▶ [Extracted records]
impl Descriptor {
    /// Unbound descriptor with the generic behavior of its type.
    pub fn new(data_type: DataType) -> Self {
        let behavior = kinds::generic_behavior(data_type.type_id());
        Self::from_parts(data_type, behavior, false)
    }

    /// Descriptor with a user-supplied behavior that dialects never replace.
    pub fn with_behavior(data_type: DataType, behavior: impl TypeBehavior + 'static) -> Self {
        Self::from_parts(data_type, Arc::new(behavior), true)
    }

    fn from_parts(data_type: DataType, behavior: Arc<dyn TypeBehavior>, custom: bool) -> Self {
        Self {
            data_type,
            declared: None,
            behavior,
            custom_behavior: custom,
            dialect: None,
            usage: None,
            fallback: None,
        }
    }

    pub fn type_id(&self) -> TypeId {
        self.data_type.type_id()
    }

    pub fn data_type(&self) -> &DataType {
        &self.data_type
    }

    /// Options as originally declared.
    pub fn declared_type(&self) -> &DataType {
        self.declared.as_deref().unwrap_or(&self.data_type)
    }

    pub fn dialect(&self) -> Option<&Arc<Dialect>> {
        self.dialect.as_ref()
    }

    pub fn is_bound(&self) -> bool {
        self.dialect.is_some()
    }

    pub fn is_bound_to(&self, dialect: &Arc<Dialect>) -> bool {
        self.dialect
            .as_ref()
            .is_some_and(|bound| Arc::ptr_eq(bound, dialect))
    }

    pub fn capabilities(&self) -> Option<&CapabilityTable> {
        self.dialect.as_deref().map(Dialect::capabilities)
    }

    /// The bound dialect, or `NotBound` naming `operation`.
    pub fn require_dialect(&self, operation: &'static str) -> Result<&Arc<Dialect>> {
        self.dialect.as_ref().ok_or(TypeError::NotBound {
            operation,
            type_id: self.type_id(),
        })
    }

    /// Time zone of the bound dialect, UTC when unbound.
    pub fn timezone(&self) -> TimeZoneSetting {
        self.dialect
            .as_deref()
            .map(|d| d.options().timezone)
            .unwrap_or_default()
    }

    pub fn usage_context(&self) -> Option<&UsageContext> {
        self.usage.as_deref()
    }

    pub fn fallback(&self) -> Option<&Fallback> {
        self.fallback.as_deref()
    }

    pub fn behavior(&self) -> &dyn TypeBehavior {
        self.behavior.as_ref()
    }

    /// Element descriptor of an ARRAY.
    pub fn element(&self) -> Option<&Descriptor> {
        match &self.data_type {
            DataType::Array(opts) => Some(&opts.element),
            _ => None,
        }
    }

    /// Bound descriptor of a RANGE.
    pub fn subtype(&self) -> Option<&Descriptor> {
        match &self.data_type {
            DataType::Range(opts) => Some(&opts.subtype),
            _ => None,
        }
    }

    fn with_field_name(&self, err: TypeError) -> TypeError {
        match &self.usage {
            Some(usage) => err.with_field(&usage.field),
            None => err,
        }
    }

    // ------------------------------------------------------------------
    // Value pipeline
    // ------------------------------------------------------------------

    /// Check that `value` is acceptable. Fails with `TypeMismatch`.
    pub fn validate(&self, value: &Value) -> Result<()> {
        self.behavior
            .validate(self, value)
            .map_err(|e| self.with_field_name(e))
    }

    pub fn sanitize(&self, value: Value) -> Result<Value> {
        self.behavior
            .sanitize(self, value)
            .map_err(|e| self.with_field_name(e))
    }

    /// Convert a value read from the engine. SQL NULL stays `Null`.
    pub fn parse_from_storage(&self, raw: Value) -> Result<Value> {
        if raw.is_null() {
            return Ok(Value::Null);
        }
        self.behavior.parse_from_storage(self, raw)
    }

    /// Value to send as a bound parameter.
    pub fn to_transport(&self, value: &Value) -> Result<Value> {
        self.require_dialect("to_transport")?;
        let value = self.sanitize(value.clone())?;
        self.behavior.to_transport(self, &value)
    }

    /// Escaped literal safe to inline into SQL text.
    pub fn to_inline_literal(&self, value: &Value) -> Result<String> {
        self.require_dialect("to_inline_literal")?;
        let value = self.sanitize(value.clone())?;
        self.behavior.to_inline_literal(self, &value)
    }

    /// Register `value` with `params` and return the SQL standing for it.
    pub fn bind_param_sql(&self, value: &Value, params: &mut dyn BindCollector) -> Result<String> {
        self.require_dialect("bind_param_sql")?;
        let value = self.sanitize(value.clone())?;
        self.behavior.bind_param_sql(self, &value, params)
    }

    /// Storage type declaration on the bound engine.
    pub fn describe_storage_type(&self) -> Result<String> {
        self.require_dialect("describe_storage_type")?;
        match self.fallback.as_ref().and_then(|f| f.replacement.as_ref()) {
            Some(replacement) => replacement.describe_storage_type(),
            None => self.behavior.storage_type(self),
        }
    }

    pub fn accepts_null_sentinel(&self) -> bool {
        self.behavior.accepts_null(self)
    }

    pub fn are_equivalent(&self, a: &Value, b: &Value) -> bool {
        self.behavior.are_equivalent(self, a, b)
    }

    pub fn dependent_ddl(&self) -> Result<Option<String>> {
        self.require_dialect("dependent_ddl")?;
        self.behavior.dependent_ddl(self)
    }

    // ------------------------------------------------------------------
    // Usage-context binding
    // ------------------------------------------------------------------

    /// Attach the field this descriptor is used by.
    ///
    /// Attaching an equal context again is a no-op; a different one fails
    /// with `ConflictingUsage`.
    pub fn attach_usage_context(mut self, context: UsageContext) -> Result<Self> {
        if let Some(existing) = &self.usage {
            if **existing == context {
                return Ok(self);
            }
            return Err(TypeError::ConflictingUsage {
                existing: existing.to_string(),
                requested: context.to_string(),
            });
        }
        self.install_usage(&Arc::new(context))?;
        Ok(self)
    }

    /// Copy of this descriptor bound to `context`; `self` stays reusable.
    pub fn with_usage_context(&self, context: UsageContext) -> Result<Self> {
        let mut copy = self.clone();
        copy.clear_usage();
        copy.attach_usage_context(context)
    }

    fn install_usage(&mut self, context: &Arc<UsageContext>) -> Result<()> {
        match &self.usage {
            Some(existing) if **existing != **context => {
                return Err(TypeError::ConflictingUsage {
                    existing: existing.to_string(),
                    requested: context.to_string(),
                })
            }
            Some(_) => return Ok(()),
            None => self.usage = Some(Arc::clone(context)),
        }
        for child in self.data_type.children_mut() {
            child.install_usage(context)?;
        }
        Ok(())
    }

    fn clear_usage(&mut self) {
        self.usage = None;
        for child in self.data_type.children_mut() {
            child.clear_usage();
        }
    }

    // ------------------------------------------------------------------
    // Dialect specialization
    // ------------------------------------------------------------------

    /// Resolve this descriptor for `dialect`.
    ///
    /// Returns `self` unchanged when it is already bound to `dialect`, and a
    /// fresh descriptor otherwise. `self` is never modified.
    pub fn specialize(&self, dialect: &Arc<Dialect>) -> Result<Cow<'_, Descriptor>> {
        if self.is_bound_to(dialect) {
            return Ok(Cow::Borrowed(self));
        }

        let declared = self.declared_type();
        let type_id = declared.type_id();
        let behavior = if self.custom_behavior {
            Arc::clone(&self.behavior)
        } else {
            dialect
                .behavior_for(type_id)
                .unwrap_or_else(|| kinds::generic_behavior(type_id))
        };

        let mut data_type = declared.clone();
        let mut spec = Specialization::new(&mut data_type, dialect);
        behavior.check_supported(&mut spec)?;
        let pending = spec.into_fallback();

        for child in data_type.children_mut() {
            let specialized = child.specialize(dialect)?.into_owned();
            *child = specialized;
        }

        let fallback = match pending {
            Some(pending) => {
                let replacement = match pending.replacement {
                    Some(replacement) => {
                        Some(Descriptor::new(replacement).specialize(dialect)?.into_owned())
                    }
                    None => None,
                };
                debug!(
                    dialect = dialect.name(),
                    data_type = %type_id,
                    reason = %pending.reason,
                    "data type falls back to an approximation"
                );
                Some(Arc::new(Fallback {
                    replacement,
                    constraint: pending.constraint,
                    reason: pending.reason,
                }))
            }
            None => None,
        };

        let mut result = Descriptor {
            data_type,
            declared: Some(
                self.declared
                    .clone()
                    .unwrap_or_else(|| Arc::new(self.data_type.clone())),
            ),
            behavior,
            custom_behavior: self.custom_behavior,
            dialect: Some(Arc::clone(dialect)),
            usage: None,
            fallback,
        };
        if let Some(context) = &self.usage {
            result.install_usage(context)?;
        }

        debug!(
            dialect = dialect.name(),
            data_type = %type_id,
            "specialized data type"
        );
        Ok(Cow::Owned(result))
    }
}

▶ [Try it] Report the lines above that contain "existing".

▶ [Problem solution]
        if let Some(existing) = &self.usage {
            if **existing == context {
                existing: existing.to_string(),
            Some(existing) if **existing != **context => {
                    existing: existing.to_string(),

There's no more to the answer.